Dataset records START

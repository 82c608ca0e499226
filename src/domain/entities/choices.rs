use std::fmt;

use serde::{Deserialize, Serialize};

#[derive(Debug, Clone, Copy, PartialEq, Eq, Hash, Default, Serialize, Deserialize, sqlx::Type)]
#[sqlx(type_name = "language_code", rename_all = "lowercase")]
#[serde(rename_all = "lowercase")]
pub enum Language {
    #[default]
    Fa,
    En,
    De,
    Fr,
    Ar,
}

impl Language {
    pub fn code(&self) -> &'static str {
        match self {
            Language::Fa => "fa",
            Language::En => "en",
            Language::De => "de",
            Language::Fr => "fr",
            Language::Ar => "ar",
        }
    }

    pub fn label(&self) -> &'static str {
        match self {
            Language::Fa => "فارسی",
            Language::En => "انگلیسی",
            Language::De => "آلمانی",
            Language::Fr => "فرانسوی",
            Language::Ar => "عربی",
        }
    }

    /// Right-to-left scripts
    pub fn is_rtl(&self) -> bool {
        matches!(self, Language::Fa | Language::Ar)
    }
}

impl fmt::Display for Language {
    fn fmt(&self, f: &mut fmt::Formatter<'_>) -> fmt::Result {
        f.write_str(self.code())
    }
}

#[derive(Debug, Clone, Copy, PartialEq, Eq, Hash, Default, Serialize, Deserialize, sqlx::Type)]
#[sqlx(type_name = "skill_category", rename_all = "snake_case")]
#[serde(rename_all = "snake_case")]
pub enum SkillCategory {
    Programming,
    WebFrontend,
    WebBackend,
    Database,
    Mobile,
    Devops,
    Cms,
    Framework,
    Library,
    SoftSkills,
    #[default]
    Other,
}

impl SkillCategory {
    pub fn label(&self) -> &'static str {
        match self {
            SkillCategory::Programming => "برنامه‌نویسی",
            SkillCategory::WebFrontend => "فرانت‌اند وب",
            SkillCategory::WebBackend => "بک‌اند وب",
            SkillCategory::Database => "پایگاه داده",
            SkillCategory::Mobile => "موبایل",
            SkillCategory::Devops => "DevOps",
            SkillCategory::Cms => "سیستم مدیریت محتوا",
            SkillCategory::Framework => "فریم‌ورک",
            SkillCategory::Library => "کتابخانه",
            SkillCategory::SoftSkills => "مهارت‌های نرم",
            SkillCategory::Other => "سایر",
        }
    }
}

#[derive(Debug, Clone, Copy, PartialEq, Eq, Hash, Default, Serialize, Deserialize, sqlx::Type)]
#[sqlx(type_name = "job_category", rename_all = "snake_case")]
#[serde(rename_all = "snake_case")]
pub enum JobCategory {
    PhpLaravel,
    PythonDjango,
    Wordpress,
    Frontend,
    Fullstack,
    Mobile,
    Devops,
    DataScience,
    UiUx,
    ProjectManager,
    #[default]
    Other,
}

impl JobCategory {
    pub fn label(&self) -> &'static str {
        match self {
            JobCategory::PhpLaravel => "PHP / Laravel Developer",
            JobCategory::PythonDjango => "Python / Django Developer",
            JobCategory::Wordpress => "WordPress Developer",
            JobCategory::Frontend => "Frontend Developer",
            JobCategory::Fullstack => "Full-stack Developer",
            JobCategory::Mobile => "Mobile Developer",
            JobCategory::Devops => "DevOps Engineer",
            JobCategory::DataScience => "Data Science",
            JobCategory::UiUx => "UI/UX Designer",
            JobCategory::ProjectManager => "Project Manager",
            JobCategory::Other => "سایر",
        }
    }
}

#[derive(Debug, Clone, Copy, PartialEq, Eq, Hash, Default, Serialize, Deserialize, sqlx::Type)]
#[sqlx(type_name = "contract_type", rename_all = "snake_case")]
#[serde(rename_all = "snake_case")]
pub enum ContractType {
    #[default]
    FullTime,
    PartTime,
    Remote,
}

impl ContractType {
    pub fn label(&self) -> &'static str {
        match self {
            ContractType::FullTime => "تمام وقت",
            ContractType::PartTime => "پاره وقت",
            ContractType::Remote => "دورکاری",
        }
    }
}

#[derive(Debug, Clone, Copy, PartialEq, Eq, Serialize, Deserialize, sqlx::Type)]
#[sqlx(type_name = "marital_status", rename_all = "snake_case")]
#[serde(rename_all = "snake_case")]
pub enum MaritalStatus {
    Single,
    Married,
    Divorced,
    Widowed,
}

#[derive(Debug, Clone, Copy, PartialEq, Eq, Serialize, Deserialize, sqlx::Type)]
#[sqlx(type_name = "military_status", rename_all = "snake_case")]
#[serde(rename_all = "snake_case")]
pub enum MilitaryStatus {
    Completed,
    Exempt,
    StudentExempt,
    Postponed,
    Required,
    NotRequired,
}

#[cfg(test)]
mod tests {
    use super::*;

    #[test]
    fn enums_use_snake_case_wire_names() {
        assert_eq!(serde_json::to_string(&JobCategory::PhpLaravel).unwrap(), "\"php_laravel\"");
        assert_eq!(serde_json::to_string(&SkillCategory::WebFrontend).unwrap(), "\"web_frontend\"");
        assert_eq!(serde_json::to_string(&ContractType::FullTime).unwrap(), "\"full_time\"");
        assert_eq!(serde_json::to_string(&Language::De).unwrap(), "\"de\"");

        let status: MilitaryStatus = serde_json::from_str("\"student_exempt\"").unwrap();
        assert_eq!(status, MilitaryStatus::StudentExempt);
    }

    #[test]
    fn defaults_match_schema_defaults() {
        assert_eq!(Language::default(), Language::Fa);
        assert_eq!(SkillCategory::default(), SkillCategory::Other);
        assert_eq!(JobCategory::default(), JobCategory::Other);
        assert_eq!(ContractType::default(), ContractType::FullTime);
    }
}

Dataset records END

** Task statement **
Reproduce each line of the records in which the string "ContractType" appears.

** Written answer **
pub enum ContractType {
impl ContractType {
            ContractType::FullTime => "تمام وقت",
            ContractType::PartTime => "پاره وقت",
            ContractType::Remote => "دورکاری",
        assert_eq!(serde_json::to_string(&ContractType::FullTime).unwrap(), "\"full_time\"");
        assert_eq!(ContractType::default(), ContractType::FullTime);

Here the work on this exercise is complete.